Members of the larger TeRK community are beginning to build their own projects using the Qwerk, along with instructions and software available on the TeRK Web site, whereas members of Nourbakhsh's lab have concentrated on using those tools to develop robots and curricula designed to retain the interest of groups that frequently drop out of traditional computer science courses.
"Retention has always been a problem in introductory computer science classes," Nourbakhsh acknowledges. Computer science is the only field of science and engineering that has not experienced an increase in the enrollment of women over the past two decades. Quite the contrary: the percentage of women granted degrees in computer science has been declining since its peak in 1985. Many in the field view this trend as a crisis, and it is part of the reason that Google, Microsoft and Intel have agreed to support Nourbakhsh's work. All three companies are eager to build a diverse workforce in the coming decades.
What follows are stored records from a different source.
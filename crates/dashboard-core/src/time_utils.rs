use chrono::{DateTime, NaiveDate, NaiveDateTime};
use tracing::debug;

// ── Timestamp parsing ─────────────────────────────────────────────────────────

/// Naive layouts tried in order after RFC 3339.
const DATETIME_FORMATS: &[&str] = &[
    "%Y-%m-%d %H:%M:%S%.f",
    "%Y-%m-%dT%H:%M:%S%.f",
    "%Y-%m-%d %H:%M:%S",
    "%Y-%m-%dT%H:%M:%S",
    "%Y-%m-%d %H:%M",
];

/// Parse an ISO-8601-like timestamp string into a [`NaiveDateTime`].
///
/// Accepts RFC 3339 strings (with `Z` or a fixed offset, converted to naive
/// UTC), the common space- or `T`-separated naive layouts with optional
/// fractional seconds, and bare dates (interpreted as midnight).
///
/// Returns `None` for blank strings or unrecognised formats.
pub fn parse_timestamp(s: &str) -> Option<NaiveDateTime> {
    let s = s.trim();
    if s.is_empty() {
        return None;
    }

    if let Ok(dt) = DateTime::parse_from_rfc3339(s) {
        return Some(dt.naive_utc());
    }

    for fmt in DATETIME_FORMATS {
        if let Ok(naive) = NaiveDateTime::parse_from_str(s, fmt) {
            return Some(naive);
        }
    }

    if let Ok(date) = NaiveDate::parse_from_str(s, "%Y-%m-%d") {
        return date.and_hms_opt(0, 0, 0);
    }

    debug!("could not parse timestamp \"{}\"", s);
    None
}

// ── Day arithmetic ────────────────────────────────────────────────────────────

const SECONDS_PER_DAY: i64 = 86_400;

/// Whole days in `later - earlier`, rounded toward negative infinity.
///
/// A gap of 36 hours is 1 day; a gap of -12 hours is -1 day.
pub fn whole_days_between(later: NaiveDateTime, earlier: NaiveDateTime) -> i64 {
    let delta = later - earlier;
    // num_seconds truncates toward zero; step down once more when a negative
    // delta carries a fractional second so the division below floors.
    let mut seconds = delta.num_seconds();
    if delta.subsec_nanos() < 0 {
        seconds -= 1;
    }
    seconds.div_euclid(SECONDS_PER_DAY)
}

// ── Tests ──────────────────────────────────────────────────────────────────────
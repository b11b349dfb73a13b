use ratatui::style::{Color, Modifier, Style};

/// Terminal background type detection.
#[derive(Debug, Clone, Copy, PartialEq)]
pub enum BackgroundType {
    Dark,
    Light,
    Unknown,
}

/// Detect terminal background type from the `COLORFGBG` environment variable.
///
/// The variable has the format `"foreground;background"`.  Background values
/// 0–6 are considered dark; 7–15 are considered light.  If the variable is
/// absent or unparseable, `BackgroundType::Unknown` is returned.
pub fn detect_background() -> BackgroundType {
    parse_colorfgbg(std::env::var("COLORFGBG").ok().as_deref())
}

fn parse_colorfgbg(value: Option<&str>) -> BackgroundType {
    value
        .and_then(|v| v.split(';').next_back())
        .and_then(|bg| bg.parse::<u8>().ok())
        .map(|bg| {
            if bg <= 6 {
                BackgroundType::Dark
            } else {
                BackgroundType::Light
            }
        })
        .unwrap_or(BackgroundType::Unknown)
}

/// Every style the dashboard widgets draw with.
#[derive(Debug, Clone)]
pub struct Theme {
    // ── Header ───────────────────────────────────────────────────────────────
    pub header: Style,
    pub header_sparkle: Style,
    pub separator: Style,

    // ── Text ─────────────────────────────────────────────────────────────────
    pub text: Style,
    pub dim: Style,
    pub bold: Style,
    pub label: Style,
    pub value: Style,

    // ── Status ───────────────────────────────────────────────────────────────
    pub info: Style,
    pub success: Style,
    pub warning: Style,
    pub error: Style,

    // ── Sidebar menu ─────────────────────────────────────────────────────────
    pub menu_title: Style,
    pub menu_item: Style,
    pub menu_selected: Style,
    pub menu_border: Style,

    // ── Sections ─────────────────────────────────────────────────────────────
    pub section_title: Style,
    pub section_border: Style,

    // ── Table ────────────────────────────────────────────────────────────────
    pub table_header: Style,
    pub table_border: Style,
    pub table_row: Style,
    pub table_row_alt: Style,

    // ── Charts ───────────────────────────────────────────────────────────────
    /// Bars of the RFM rankings.
    pub chart_bar: Style,
    /// Bars of the payment-type chart.
    pub chart_bar_alt: Style,
    /// Monthly revenue line and markers.
    pub chart_line: Style,
    pub chart_axis: Style,
    pub chart_value: Style,
}

/// The handful of colours a theme is derived from.
struct Palette {
    accent: Color,
    /// Foreground drawn on top of `accent`.
    on_accent: Color,
    highlight: Color,
    fg: Color,
    muted: Color,
    faint: Color,
    bar: Color,
    bar_alt: Color,
    line: Color,
    /// Whether emphasis may use the bold modifier.
    bold: bool,
}

impl Palette {
    fn strong(&self, color: Color) -> Style {
        let style = Style::default().fg(color);
        if self.bold {
            style.add_modifier(Modifier::BOLD)
        } else {
            style
        }
    }

    fn theme(self) -> Theme {
        let fg = |c: Color| Style::default().fg(c);
        Theme {
            header: self.strong(self.accent),
            header_sparkle: fg(self.highlight),
            separator: fg(self.faint),

            text: fg(self.fg),
            dim: fg(self.faint),
            bold: self.strong(self.fg),
            label: fg(self.muted),
            value: self.strong(self.fg),

            info: fg(self.accent),
            success: fg(Color::Green),
            warning: fg(Color::Yellow),
            error: fg(Color::Red),

            menu_title: self.strong(self.accent),
            menu_item: fg(self.muted),
            menu_selected: self.strong(self.on_accent).bg(self.accent),
            menu_border: fg(self.faint),

            section_title: self.strong(self.accent),
            section_border: fg(self.faint),

            table_header: self.strong(self.accent),
            table_border: fg(self.faint),
            table_row: fg(self.fg),
            table_row_alt: fg(self.muted),

            chart_bar: fg(self.bar),
            chart_bar_alt: fg(self.bar_alt),
            chart_line: fg(self.line),
            chart_axis: fg(self.muted),
            chart_value: self.strong(self.fg),
        }
    }
}

impl Theme {
    // ── Constructors ─────────────────────────────────────────────────────────

    /// Dark-background terminal theme (default).
    pub fn dark() -> Self {
        Palette {
            accent: Color::Cyan,
            on_accent: Color::Black,
            highlight: Color::Yellow,
            fg: Color::White,
            muted: Color::Gray,
            faint: Color::DarkGray,
            bar: Color::Rgb(0x72, 0xBC, 0xD4),
            bar_alt: Color::Rgb(0x46, 0x82, 0xB4),
            line: Color::Rgb(0x87, 0xCE, 0xEB),
            bold: true,
        }
        .theme()
    }

    /// Light-background terminal theme with dark text.
    pub fn light() -> Self {
        Palette {
            accent: Color::Blue,
            on_accent: Color::White,
            highlight: Color::Magenta,
            fg: Color::Black,
            muted: Color::DarkGray,
            faint: Color::Gray,
            bar: Color::Rgb(0x2E, 0x86, 0xA8),
            bar_alt: Color::Rgb(0x46, 0x82, 0xB4),
            line: Color::Blue,
            bold: true,
        }
        .theme()
    }

    /// Basic ANSI colours only, no bold and no RGB.
    pub fn classic() -> Self {
        Palette {
            accent: Color::Cyan,
            on_accent: Color::Black,
            highlight: Color::White,
            fg: Color::White,
            muted: Color::Gray,
            faint: Color::DarkGray,
            bar: Color::Cyan,
            bar_alt: Color::Blue,
            line: Color::Cyan,
            bold: false,
        }
        .theme()
    }

    /// Choose a theme automatically based on the detected terminal background.
    pub fn auto_detect() -> Self {
        match detect_background() {
            BackgroundType::Light => Self::light(),
            _ => Self::dark(),
        }
    }

    /// Construct a theme by name.  Falls back to `auto_detect` for unknown
    /// names.
    pub fn from_name(name: &str) -> Self {
        match name {
            "light" => Self::light(),
            "dark" => Self::dark(),
            "classic" => Self::classic(),
            _ => Self::auto_detect(),
        }
    }

    // ── Style helpers ────────────────────────────────────────────────────────

    /// Semantic colour for an order status.
    ///
    /// | Status      | Style     |
    /// |-------------|-----------|
    /// | delivered   | success   |
    /// | canceled    | error     |
    /// | shipped     | info      |
    /// | invoiced    | info      |
    /// | pending     | warning   |
    /// | other       | dim       |
    pub fn status_style(&self, status: &str) -> Style {
        match status {
            "delivered" => self.success,
            "canceled" | "unavailable" => self.error,
            "shipped" | "invoiced" => self.info,
            "pending" | "processing" | "approved" | "created" => self.warning,
            _ => self.dim,
        }
    }

    /// Alternate row styles so long tables stay readable.
    pub fn row_style(&self, index: usize) -> Style {
        if index % 2 == 0 {
            self.table_row
        } else {
            self.table_row_alt
        }
    }
}

// ── Tests ─────────────────────────────────────────────────────────────────────
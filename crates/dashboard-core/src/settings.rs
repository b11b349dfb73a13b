use clap::Parser;
use std::path::PathBuf;

/// Dataset location used when neither `--data-path` nor
/// `ORDER_DASHBOARD_DATA` is given.
pub const DEFAULT_DATA_PATH: &str = "main_data.csv";

// ── Settings (CLI) ─────────────────────────────────────────────────────────────

/// Terminal dashboard for e-commerce order analytics
#[derive(Parser, Debug, Clone)]
#[command(
    name = "order-dashboard",
    about = "Terminal dashboard for e-commerce order analytics",
    version
)]
pub struct Settings {
    /// Path to the order dataset (CSV)
    #[arg(long, default_value = DEFAULT_DATA_PATH, env = "ORDER_DASHBOARD_DATA")]
    pub data_path: PathBuf,

    /// View mode
    #[arg(long, default_value = "dashboard", value_parser = ["dashboard", "json"])]
    pub view: String,

    /// Display theme
    #[arg(long, default_value = "auto", value_parser = ["light", "dark", "classic", "auto"])]
    pub theme: String,

    /// Logging level
    #[arg(long, default_value = "INFO", value_parser = ["DEBUG", "INFO", "WARNING", "ERROR", "CRITICAL"])]
    pub log_level: String,

    /// Log file path
    #[arg(long)]
    pub log_file: Option<PathBuf>,

    /// Enable debug logging
    #[arg(long)]
    pub debug: bool,
}

// ── Settings impl ──────────────────────────────────────────────────────────────

impl Settings {
    /// Parse the process arguments and apply derived overrides.
    pub fn load() -> Self {
        Self::load_from_args(std::env::args_os())
    }

    /// Same as [`Settings::load`] but accepts an explicit argument list,
    /// enabling unit-testing without spawning subprocesses.
    pub fn load_from_args<I, T>(args: I) -> Self
    where
        I: IntoIterator<Item = T>,
        T: Into<std::ffi::OsString> + Clone,
    {
        Self::resolve(Settings::parse_from(args))
    }

    /// `--debug` overrides the log level.
    fn resolve(mut settings: Settings) -> Settings {
        if settings.debug {
            settings.log_level = "DEBUG".to_string();
        }
        settings
    }

    /// Whether the interactive terminal view was requested.
    pub fn is_interactive(&self) -> bool {
        self.view == "dashboard"
    }
}

// ── Tests ──────────────────────────────────────────────────────────────────────
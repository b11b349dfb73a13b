//! Core domain types for the order dashboard.
//!
//! Holds the order record and summary models, the shared error type, CLI
//! settings, timestamp parsing helpers and number formatting used by the
//! data and UI crates.

pub mod error;
pub mod formatting;
pub mod models;
pub mod settings;
pub mod time_utils;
"When you look at who enters these classes, it's diverse, it includes women but they drop out early," and you are left with a bunch of male "geeks," Nourbakhsh says. One of the curricula he developed to address this issue used robots in narrative play. "We wanted to incorporate robots into things that are already meaningful. It turns out that girls in middle school are blogging, keeping diaries, etcetera, so we had them create robots that act out how they feel . It's very different from a robot that moves earth or picks up ping-pong balls."
As with other open-source projects that involve software built entirely by volunteers, such as Firefox and Linux, the success or failure of TeRK may ultimately hinge on attracting a pool of programmers and engineers willing to write new code for Qwerk and create new recipes for the hardware necessary to build robots.
"The hardware is important, but the community is the biggest part of this project," LeGrand says. So far, the community looks healthy: Nourbakhsh is about to post the first batch of projects submitted by Qwerk users. It is a varied group, including an ottoman that moves about, a doll that sits on your desk and inflates and deflates depending on whether you have had enough exercise that day, and an ambitious marriage of Qwerk with the Create platform from iRobot, the folks who manufacture Roomba, the robotic vacuum cleaner.